The important point with this theme is not the way it looks. It comes with a number of standard images, which you really shouldn't use. They are just there to illustrate the difference between PNG, GIF and JPEG files, which is also explained in the manual. The important thing is that once installed, it's easy to change, with no need to FTP. The alterations.css file in the Site Files area allows those who are comfortable with CSS, or even those who aren't, to go to town on the styling using Cascading Style Sheets.
If you're in a Buckinghamshire or West Sussex school and want to use it in your Moodle, this will shortly be available for you to use, so you don't need to download it.

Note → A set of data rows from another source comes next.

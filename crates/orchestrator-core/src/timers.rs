// orchestrator-core/src/timers.rs

use dashmap::DashMap;
use tokio::task::JoinHandle;

/// One deadline timer task per instance.
#[derive(Default)]
pub struct TimerRegistry {
	handles: DashMap<String, JoinHandle<()>>,
}

impl TimerRegistry {
	pub fn new() -> Self {
		Self::default()
	}

	/// Installs a timer, aborting any previous one for the same instance.
	pub fn replace(&self, instance_id: &str, handle: JoinHandle<()>) {
		if let Some(previous) = self.handles.insert(instance_id.to_string(), handle) {
			previous.abort();
		}
	}

	pub fn cancel(&self, instance_id: &str) -> bool {
		match self.handles.remove(instance_id) {
			Some((_, handle)) => {
				handle.abort();
				true
			}
			None => false,
		}
	}

	pub fn cancel_all(&self) -> usize {
		let ids: Vec<String> = self.handles.iter().map(|e| e.key().clone()).collect();
		ids.iter().filter(|id| self.cancel(id)).count()
	}

	pub fn is_scheduled(&self, instance_id: &str) -> bool {
		self.handles
			.get(instance_id)
			.map(|handle| !handle.is_finished())
			.unwrap_or(false)
	}
}
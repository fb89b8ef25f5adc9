//! The durable orchestration record.
//!
//! A [`WorkInstance`] is written by the dispatcher while still `Pending`,
//! activated by the engine, and from then on mutated only by the engine.
//! The set of expected event ids never changes after creation.

use serde::{Deserialize, Serialize};
use std::collections::HashSet;
use std::fmt;
use thiserror::Error;

use crate::HistoryEntry;

/// Generates a new globally unique identifier (128-bit random).
pub fn new_id() -> String {
	uuid::Uuid::new_v4().to_string()
}

/// Errors raised while building a [`WorkInstance`].
#[derive(Debug, Error, PartialEq, Eq)]
pub enum InstanceError {
	/// The same event id was listed more than once.
	#[error("Duplicate expected event id: {0}")]
	DuplicateEventId(String),
	/// More expected events than the engine accepts per instance.
	#[error("Instance expects {requested} events, the limit is {limit}")]
	TooManyEvents { requested: usize, limit: usize },
	/// The instance id is empty.
	#[error("Instance id must not be empty")]
	EmptyInstanceId,
}

/// Lifecycle status of an orchestration instance.
#[derive(Debug, Clone, Copy, PartialEq, Eq, Hash, Serialize, Deserialize)]
pub enum InstanceStatus {
	Pending,
	Running,
	Completed,
	Failed,
	TimedOut,
}

impl InstanceStatus {
	/// Returns true once no further transition is possible.
	pub fn is_terminal(&self) -> bool {
		matches!(self, Self::Completed | Self::Failed | Self::TimedOut)
	}
}

impl fmt::Display for InstanceStatus {
	fn fmt(&self, f: &mut fmt::Formatter<'_>) -> fmt::Result {
		match self {
			Self::Pending => write!(f, "Pending"),
			Self::Running => write!(f, "Running"),
			Self::Completed => write!(f, "Completed"),
			Self::Failed => write!(f, "Failed"),
			Self::TimedOut => write!(f, "TimedOut"),
		}
	}
}

/// Persisted state of one orchestration run.
#[derive(Debug, Clone, PartialEq, Serialize, Deserialize)]
pub struct WorkInstance {
	/// Opaque unique identifier.
	pub id: String,
	/// Event ids this instance waits for, in creation order.
	pub expected_event_ids: Vec<String>,
	/// Current lifecycle status.
	pub status: InstanceStatus,
	/// When the dispatcher created the record (epoch millis).
	pub created_at_ms: u64,
	/// When the engine moved the record to `Running`. Deadlines are measured
	/// from here and this value is never reset.
	pub activated_at_ms: Option<u64>,
	/// Per-event timeout captured when the record was created.
	pub event_timeout_ms: u64,
	/// Append-only log of per-event outcomes.
	pub history: Vec<HistoryEntry>,
	/// Reason recorded when the instance ends `Failed`.
	pub failure: Option<String>,
}

impl WorkInstance {
	/// Creates a `Pending` instance, rejecting duplicate event ids.
	pub fn new(
		id: impl Into<String>,
		expected_event_ids: Vec<String>,
		event_timeout_ms: u64,
		created_at_ms: u64,
	) -> Result<Self, InstanceError> {
		let id = id.into();
		if id.is_empty() {
			return Err(InstanceError::EmptyInstanceId);
		}

		let mut seen = HashSet::with_capacity(expected_event_ids.len());
		for event_id in &expected_event_ids {
			if !seen.insert(event_id.as_str()) {
				return Err(InstanceError::DuplicateEventId(event_id.clone()));
			}
		}

		Ok(Self {
			id,
			expected_event_ids,
			status: InstanceStatus::Pending,
			created_at_ms,
			activated_at_ms: None,
			event_timeout_ms,
			history: Vec::new(),
			failure: None,
		})
	}

	/// Deadline shared by every registration of this instance, if activated.
	pub fn deadline_ms(&self) -> Option<u64> {
		self.activated_at_ms
			.map(|activated| activated.saturating_add(self.event_timeout_ms))
	}
}
//! Event bus for broadcasting orchestration transitions.
//!
//! The engine and the outbox publish an [`OrchestrationEvent`] for every
//! state change. Nothing in the core depends on anyone listening: publishing
//! to a bus without subscribers is not an error worth reporting.

use serde::{Deserialize, Serialize};
use tokio::sync::broadcast;

use crate::InstanceStatus;

#[derive(Debug, Clone, PartialEq, Serialize, Deserialize)]
pub enum OrchestrationEvent {
	Instance(InstanceEvent),
	Outbox(OutboxEvent),
}

#[derive(Debug, Clone, PartialEq, Serialize, Deserialize)]
pub enum InstanceEvent {
	Created {
		instance_id: String,
		event_count: usize,
	},
	Started {
		instance_id: String,
		expected_event_ids: Vec<String>,
	},
	EventSatisfied {
		instance_id: String,
		event_id: String,
	},
	EventExpired {
		instance_id: String,
		event_id: String,
	},
	DuplicateRaise {
		instance_id: String,
		event_id: String,
	},
	Terminated {
		instance_id: String,
		status: InstanceStatus,
	},
}

#[derive(Debug, Clone, PartialEq, Serialize, Deserialize)]
pub enum OutboxEvent {
	Enqueued {
		instance_id: String,
		event_id: String,
	},
	Delivered {
		instance_id: String,
		event_id: String,
		attempts: u32,
	},
	RetryScheduled {
		instance_id: String,
		event_id: String,
		attempt: u32,
		delay_ms: u64,
	},
	DeadLettered {
		instance_id: String,
		event_id: String,
		attempts: u32,
		error: String,
	},
}

impl OrchestrationEvent {
	/// Returns the terminal status if this event ends the given instance.
	pub fn terminal_status_of(&self, id: &str) -> Option<InstanceStatus> {
		match self {
			Self::Instance(InstanceEvent::Terminated {
				instance_id,
				status,
			}) if instance_id == id => Some(*status),
			_ => None,
		}
	}
}

/// Broadcast-based event bus shared by every component.
///
/// Cloning the bus creates a new handle to the same channel.
#[derive(Clone)]
pub struct EventBus {
	sender: broadcast::Sender<OrchestrationEvent>,
}

impl EventBus {
	/// Creates a new EventBus with the specified channel capacity.
	///
	/// Slow subscribers lose the oldest events once `capacity` is exceeded.
	pub fn new(capacity: usize) -> Self {
		let (sender, _) = broadcast::channel(capacity);
		Self { sender }
	}

	pub fn subscribe(&self) -> broadcast::Receiver<OrchestrationEvent> {
		self.sender.subscribe()
	}

	/// Publishes an event to all current subscribers.
	///
	/// Returns an error if there are no active subscribers.
	pub fn publish(
		&self,
		event: OrchestrationEvent,
	) -> Result<(), broadcast::error::SendError<OrchestrationEvent>> {
		self.sender.send(event)?;
		Ok(())
	}
}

It's released under Creative Commons Noncommercial Share-Alike License. Basically, you can't sell it, but you can adapt it. If you do adapt it or pass it on, then the same license applies to that and all derivative works.
If you have any questions about its use, please post them as comments on this post, but please use your common sense and read the manual first! I'm not technical support for this, but it should work unless you break it!

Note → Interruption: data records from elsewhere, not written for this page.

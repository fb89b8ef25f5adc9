//! Fan-out entry point.
//!
//! A submission creates an instance with freshly generated event ids,
//! persists it, starts it on the engine and then hands one envelope per
//! expected event to the outbox. The caller never waits for the events
//! themselves.

use crate::engine::OrchestrationEngine;
use crate::error::EngineError;
use backoff::backoff::Backoff;
use orchestrator_outbox::{Outbox, RetryPolicy};
use orchestrator_types::{new_id, EventEnvelope, WorkInstance};
use serde_json::json;
use std::sync::Arc;
use tracing::{error, info, warn};

pub struct Dispatcher {
	engine: OrchestrationEngine,
	outbox: Arc<Outbox>,
	retry: RetryPolicy,
}

impl Dispatcher {
	pub fn new(engine: OrchestrationEngine, outbox: Arc<Outbox>, retry: RetryPolicy) -> Self {
		Self {
			engine,
			outbox,
			retry,
		}
	}

	/// Creates, starts and fans out an instance waiting for
	/// `expected_event_count` events. Returns once every envelope is
	/// durably enqueued.
	pub async fn submit(&self, expected_event_count: usize) -> Result<String, EngineError> {
		let instance = self.prepare(expected_event_count).await?;
		let instance_id = instance.id.clone();
		self.activate(instance).await?;
		Ok(instance_id)
	}

	/// Like [`submit`](Self::submit) but returns right after the instance
	/// is persisted; activation and fan-out continue in the background.
	pub async fn submit_detached(
		self: &Arc<Self>,
		expected_event_count: usize,
	) -> Result<String, EngineError> {
		let instance = self.prepare(expected_event_count).await?;
		let instance_id = instance.id.clone();

		let dispatcher = Arc::clone(self);
		tokio::spawn(async move {
			let instance_id = instance.id.clone();
			if let Err(e) = dispatcher.activate(instance).await {
				error!(instance_id = %instance_id, error = %e, "Fan-out failed");
			}
		});

		Ok(instance_id)
	}

	async fn prepare(&self, expected_event_count: usize) -> Result<WorkInstance, EngineError> {
		self.engine.check_event_count(expected_event_count)?;
		let event_ids: Vec<String> = (0..expected_event_count).map(|_| new_id()).collect();
		let instance = WorkInstance::new(
			new_id(),
			event_ids,
			self.engine.event_timeout_ms(),
			self.engine.now_ms(),
		)?;

		self.engine.create(instance.clone()).await?;
		info!(
			instance_id = %instance.id,
			events = ?instance.expected_event_ids,
			"Instance is going to wait the following events"
		);
		Ok(instance)
	}

	async fn activate(&self, instance: WorkInstance) -> Result<(), EngineError> {
		self.engine
			.start(&instance.id, instance.expected_event_ids.clone())
			.await?;

		for event_id in &instance.expected_event_ids {
			let envelope = EventEnvelope::new(&instance.id, event_id, json!({ "id": event_id }));
			self.enqueue_with_retry(envelope).await?;
		}
		Ok(())
	}

	async fn enqueue_with_retry(&self, envelope: EventEnvelope) -> Result<(), EngineError> {
		let mut backoff = self.retry.backoff();
		let mut attempts = 0;

		loop {
			attempts += 1;
			match self.outbox.enqueue(envelope.clone()).await {
				Ok(()) => return Ok(()),
				Err(e) if !self.retry.is_exhausted(attempts) => {
					let delay = backoff
						.next_backoff()
						.unwrap_or(self.retry.max_interval);
					warn!(
						instance_id = %envelope.instance_id,
						event_id = %envelope.event_id,
						attempts,
						error = %e,
						"Enqueue failed, retrying in {:?}",
						delay
					);
					tokio::time::sleep(delay).await;
				}
				Err(e) => {
					error!(
						instance_id = %envelope.instance_id,
						event_id = %envelope.event_id,
						attempts,
						error = %e,
						"Enqueue failed, giving up"
					);
					return Err(e.into());
				}
			}
		}
	}
}

#[cfg(test)]
mod tests {
	use super::*;
	use crate::clock::TokioClock;
	use crate::store::InstanceStore;
	use async_trait::async_trait;
	use orchestrator_storage::implementations::memory::MemoryStorage;
	use orchestrator_storage::{StorageError, StorageInterface, StorageService};
	use orchestrator_types::{EngineConfig, EventBus, InstanceError, InstanceStatus, OutboxConfig};
	use std::sync::atomic::{AtomicU32, Ordering};
	use std::time::Duration;

	/// Fails the first `failures` writes to the outbox namespace.
	struct FlakyOutboxStorage {
		inner: MemoryStorage,
		failures: AtomicU32,
	}

	#[async_trait]
	impl StorageInterface for FlakyOutboxStorage {
		async fn get_bytes(&self, namespace: &str, id: &str) -> Result<Vec<u8>, StorageError> {
			self.inner.get_bytes(namespace, id).await
		}

		async fn set_bytes(
			&self,
			namespace: &str,
			id: &str,
			value: Vec<u8>,
			ttl: Option<Duration>,
		) -> Result<(), StorageError> {
			if namespace.ends_with("_outbox")
				&& self
					.failures
					.fetch_update(Ordering::SeqCst, Ordering::SeqCst, |n| n.checked_sub(1))
					.is_ok()
			{
				return Err(StorageError::Backend("disk unavailable".into()));
			}
			self.inner.set_bytes(namespace, id, value, ttl).await
		}

		async fn delete(&self, namespace: &str, id: &str) -> Result<(), StorageError> {
			self.inner.delete(namespace, id).await
		}

		async fn exists(&self, namespace: &str, id: &str) -> Result<bool, StorageError> {
			self.inner.exists(namespace, id).await
		}

		async fn list_ids(&self, namespace: &str) -> Result<Vec<String>, StorageError> {
			self.inner.list_ids(namespace).await
		}
	}

	fn dispatcher_over(backend: Box<dyn StorageInterface>, attempts: u32) -> Arc<Dispatcher> {
		let storage = Arc::new(StorageService::new(backend));
		let bus = EventBus::new(256);
		let engine = OrchestrationEngine::new(
			EngineConfig::default(),
			InstanceStore::new(storage.clone()),
			Arc::new(TokioClock::new()),
			bus.clone(),
		);
		let outbox = Arc::new(Outbox::new(OutboxConfig::default(), storage, bus));
		let retry = RetryPolicy::new(Duration::from_millis(10), Duration::from_millis(50), attempts);
		Arc::new(Dispatcher::new(engine, outbox, retry))
	}

	#[tokio::test(start_paused = true)]
	async fn test_submit_persists_and_enqueues_every_event() {
		let dispatcher = dispatcher_over(Box::new(MemoryStorage::new()), 3);
		let instance_id = dispatcher.submit(5).await.unwrap();

		let instance = dispatcher.engine.instance(&instance_id).await.unwrap();
		assert_eq!(instance.status, InstanceStatus::Running);
		assert_eq!(instance.expected_event_ids.len(), 5);
		assert_eq!(dispatcher.outbox.pending_count().await.unwrap(), 5);
	}

	#[tokio::test(start_paused = true)]
	async fn test_enqueue_retries_transient_failures() {
		let backend = FlakyOutboxStorage {
			inner: MemoryStorage::new(),
			failures: AtomicU32::new(2),
		};
		let dispatcher = dispatcher_over(Box::new(backend), 3);

		let instance_id = dispatcher.submit(1).await.unwrap();
		assert_eq!(dispatcher.outbox.pending_count().await.unwrap(), 1);
		assert_eq!(
			dispatcher.engine.get_status(&instance_id).await.unwrap().status,
			InstanceStatus::Running
		);
	}

	#[tokio::test(start_paused = true)]
	async fn test_enqueue_gives_up_after_attempt_limit() {
		let backend = FlakyOutboxStorage {
			inner: MemoryStorage::new(),
			failures: AtomicU32::new(10),
		};
		let dispatcher = dispatcher_over(Box::new(backend), 2);

		let err = dispatcher.submit(1).await.unwrap_err();
		assert!(matches!(err, EngineError::Outbox(_)));
	}

	#[tokio::test(start_paused = true)]
	async fn test_submit_rejects_oversized_event_set() {
		let dispatcher = dispatcher_over(Box::new(MemoryStorage::new()), 3);
		let limit = EngineConfig::default().max_event_count;

		for requested in [limit + 1, usize::MAX] {
			let err = dispatcher.submit(requested).await.unwrap_err();
			assert!(matches!(
				err,
				EngineError::InvalidInstance(InstanceError::TooManyEvents { .. })
			));
		}
		assert_eq!(dispatcher.outbox.pending_count().await.unwrap(), 0);
	}

	#[tokio::test(start_paused = true)]
	async fn test_submit_detached_returns_persisted_id() {
		let dispatcher = dispatcher_over(Box::new(MemoryStorage::new()), 3);
		let instance_id = dispatcher.submit_detached(2).await.unwrap();

		// The record exists before activation finishes.
		assert!(dispatcher.engine.instance(&instance_id).await.is_ok());

		for _ in 0..10 {
			if dispatcher.outbox.pending_count().await.unwrap() == 2 {
				break;
			}
			tokio::task::yield_now().await;
		}
		assert_eq!(dispatcher.outbox.pending_count().await.unwrap(), 2);
		assert_eq!(
			dispatcher.engine.get_status(&instance_id).await.unwrap().status,
			InstanceStatus::Running
		);
	}
}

If you use this and make a success of it, then please include a link as a comment so I can get an idea if it works.
Update - video tutorials
OK, I've published the video tutorials to support this in a publicly accessible place where I don't have to worry about the bandwidth! They were all done in Adobe Captivate and are hosted on the Adobe Connect server - hence you'll need Flash to view them, but you have that, don't you?
First of all, yet another link to the manual:
Then the videos:
- Selecting the Schools Theme
once you've installed the theme, how to switch it on.
- Schools Theme - file locations
where the files that a Moodle adminstrator can modify are located.
- Schools Theme - filetypes introduction
the differences between .png, .gif and .jpg files, and why you might want to use each one.
- Schools Theme - Renaming files to change the order they display in
how to cunningly rename the files so you can mix & match different filetypes in your theme.
- Schools Theme - editing fonts and colo(u)rs
editing the alterations.css file to change the site's default font and tweak some colours.
- Schools Theme - sneaky editing using the User Themes setting
a cunning way of working behind the scenes on your theme by enabling Moodle's User Themes setting.
- Schools Theme - making a favicon.ico file
how to change the theme's favicon.ico file.
and finally a video for People Like Me - you're looking after more than a few Moodles for organisations (like, for example, a bunch of schools) and you want to know where the files go:
- Administering the Schools Theme
how and where to upload the two .zip files.
I can't vouch that these tutorials will always be up to date - I maintain an identical set on our BucksGfL Connect server, and will always update those ones first, since That's What I'm Paid For. However, it's easy to publish the Captivate movies to many places, so I'll try and keep them in sync.